# just got back from Home Depot, was looking at plywood



## DT&I (Dec 6, 2013)

saw they had some 13 dollar sheets when I went to the site, and when I saw them in person, I wouldn't even buy a sheet of the junk to build a dog house. knots every 2 inches all of the board. Did find a nice sanded sheet for 20 bucks. Haven't bought any yet (someone buy my heljan auto unloading facility...hint hint), but I think I'll shop around a little and see what everypne else has. the 2x2's and 1x3's they had looked pretty good tho, and they were cheap


----------



## Chiefmcfuz (Dec 30, 2008)

Home ripoff stinks.

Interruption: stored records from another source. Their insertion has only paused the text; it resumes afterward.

use tracing_subscriber::EnvFilter;

/// Routes `weave` events to the test output. Set `RUST_LOG=weave=debug` to
/// see them.
pub fn setup_logging() {
    let _ = tracing_subscriber::fmt()
        .with_env_filter(
            EnvFilter::try_from_default_env().unwrap_or_else(|_| EnvFilter::new("weave=warn")),
        )
        .with_test_writer()
        .try_init();
}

Is there a lowes near you?


----------



## DT&I (Dec 6, 2013)

yeh, looking there next. I'm forgoing the foam insulation sheet (because of costs) so I want to get something that already has a nice surface to it


----------



## D&J Railroad (Oct 4, 2013)

I used 3/4" plywood for all my roadbed. Probably went through at least 50 sheets of it.


----------



## DCHO (Dec 3, 2013)

I did some pricing out at Menards and Lowe's today, ran into a guy at Lowe's getting started on an O gauge set. The guy walking the aisle said the 3 other people in earlier today were all looking for materials to start model railroads. 

And my experience today was the Lowe's wood was in much better shape with a little more cost, except the plywood at Menards was better. I don't have a truck and they didn't have one for rent or offer delivery, or I'd be sitting out the incoming snow getting the benchwork done.


----------



## cole226 (Feb 8, 2013)

have you checked lumber and prices at your local lumber yard. i've got one 2 blocks away that will compete with the big chain stores all day on prices and you don't even have to look at there lumber, it's all nice. #2 better than lowes select, prime, or anything else they got!

can't compete on tools though. he buys buy the piece price, lowes by the railcar price.
shame, cause he makes less per tool than they do.


----------



## 05Slowbalt (Dec 19, 2011)

Two good places is if there are any Amish lumber yards around you (not joking) or I used 7/16" OSB. Have had no problems.


----------



## sstlaure (Oct 12, 2010)

When you're looking at the foam - ask them if they have any "culls" they are broken 4x8's (sometimes BARELY broken) that they sell at 85% off.


----------



## Gansett (Apr 8, 2011)

Another fan of OSB. 

Scott I wish the Lowe's and Home Depots here sold "culls". I needed half a sheet of 1/2 inch plywood, there was a sheet with one of the corners crunched, Lowe's wouldn't sell it. HD wouldn't sell damaged foam boards.


----------



## ZebraCakez (Mar 26, 2011)

Lowe's vs. HD when it comes to materials quality is a total toss-up, and usually it isn't that great at either. A local lumber yard will always have a higher quality if you can get to one, and the difference in price usually is low enough to justify the purchase.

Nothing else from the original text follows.